Ultimately, it’s about helping companies get safe, effective devices to patients as smoothly and successfully as possible.
What’s been your biggest learning or proudest moment over the past three years?
What I love about working at LFH Regulatory is that every day is a learning day. No two projects are ever the same, and the rapidly changing regulatory landscape means we’re constantly adapting and evolving.
One of my biggest learnings has been the importance of agility. Regulations can shift quickly, and as a consultancy, we need to be flexible and responsive to meet our clients’ needs. Solving complex challenges often requires strong communication, cross-functional teamwork, and creative thinking across regulatory, clinical, and quality disciplines.
A proud moment for me was receiving direct appreciation from a client. Getting that kind of feedback really reinforces the value of what we do, it’s more than just ticking regulatory boxes; it’s about building trusted partnerships and delivering real impact.
What do you enjoy most about being part of the LFH Regulatory team?
Over the past three years, it’s been an exciting journey to be part of the LFH Regulatory team. What I enjoy most is the diversity of the projects I get to work on each day presents a new challenge or opportunity, and I always feel supported by the fantastic team around me.
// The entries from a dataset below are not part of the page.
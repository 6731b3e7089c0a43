/// Turbine discharge computation over all six units.
use smallvec::SmallVec;

use super::constants::{MIN_MODEL_LOAD, N_UNITS};
use super::processes;

/// Result of the per-unit discharge chain.
///
/// `computed_total` is the sum of the per-unit discharges. When
/// `requires_manual` is set, the fit is outside its valid operating
/// regime and the aggregate used downstream must come from a manual
/// reading instead; the per-unit breakdown remains available for
/// display either way.
#[derive(Debug, Clone)]
pub struct TurbineOutput {
    /// Discharge per unit [m^3/s].
    pub unit_discharges: [f64; N_UNITS],
    /// Sum of the per-unit discharges [m^3/s].
    pub computed_total: f64,
    /// True when an active unit is loaded below the model's valid range.
    pub requires_manual: bool,
}

/// Indices of active units: units carrying a positive load.
///
/// Unset loads resolve to zero upstream and are therefore never active.
pub fn active_units(loads: &[f64; N_UNITS]) -> SmallVec<[usize; N_UNITS]> {
    loads
        .iter()
        .enumerate()
        .filter(|(_, &load)| load > 0.0)
        .map(|(i, _)| i)
        .collect()
}

/// Compute per-unit discharges for the given loads [MW] and head [m].
pub fn compute(loads: &[f64; N_UNITS], head: f64) -> TurbineOutput {
    let head_factor = processes::head_factor(head);

    let mut unit_discharges = [0.0; N_UNITS];
    for (q, &load) in unit_discharges.iter_mut().zip(loads) {
        *q = processes::unit_discharge(load, head, head_factor);
    }

    let requires_manual = loads
        .iter()
        .any(|&load| load > 0.0 && load < MIN_MODEL_LOAD);

    TurbineOutput {
        unit_discharges,
        computed_total: unit_discharges.iter().sum(),
        requires_manual,
    }
}
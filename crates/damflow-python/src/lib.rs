#[macro_use]
mod macros;
mod convert;

mod balance;
mod curves;
mod discharge;

use pyo3::prelude::*;

/// Register a submodule in sys.modules so `from parent.child import ...` works.
fn register_submodule(py: Python<'_>, parent_name: &str, child: &Bound<'_, PyModule>) -> PyResult<()> {
    let child_name = child.name()?;
    let full_name = format!("{}.{}", parent_name, child_name);
    let sys = py.import("sys")?;
    let modules = sys.getattr("modules")?;
    modules.set_item(full_name, child)?;
    Ok(())
}

#[pyfunction]
fn rust_version() -> &'static str {
    env!("CARGO_PKG_VERSION")
}

#[pymodule]
fn _core(m: &Bound<'_, PyModule>) -> PyResult<()> {
    let py = m.py();
    let parent_name = m.name()?.to_string();

    m.add_function(wrap_pyfunction!(rust_version, m)?)?;

    balance::register(m)?;
    curves::register(m)?;
    discharge::register(m)?;

    // Register submodules in sys.modules for `from damflow._core.X import ...`
    for name in &["balance", "curves", "discharge"] {
        let sub = m.getattr(*name)?;
        register_submodule(py, &parent_name, sub.downcast::<PyModule>()?)?;
    }

    Ok(())
}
We’ve built great relationships with our clients, and their positive feedback is a testament to the quality of our work and our commitment to them. I especially enjoy those moments when we can quickly step in to solve a problem for a client. It’s those ‘little wins’ that make the job so rewarding.
Ultimately, it’s the team spirit at LFH Regulatory that makes the difference. Knowing that we’re all pulling in the same direction, supporting each other, and making a genuine impact – it’s what makes this role so enjoyable and meaningful.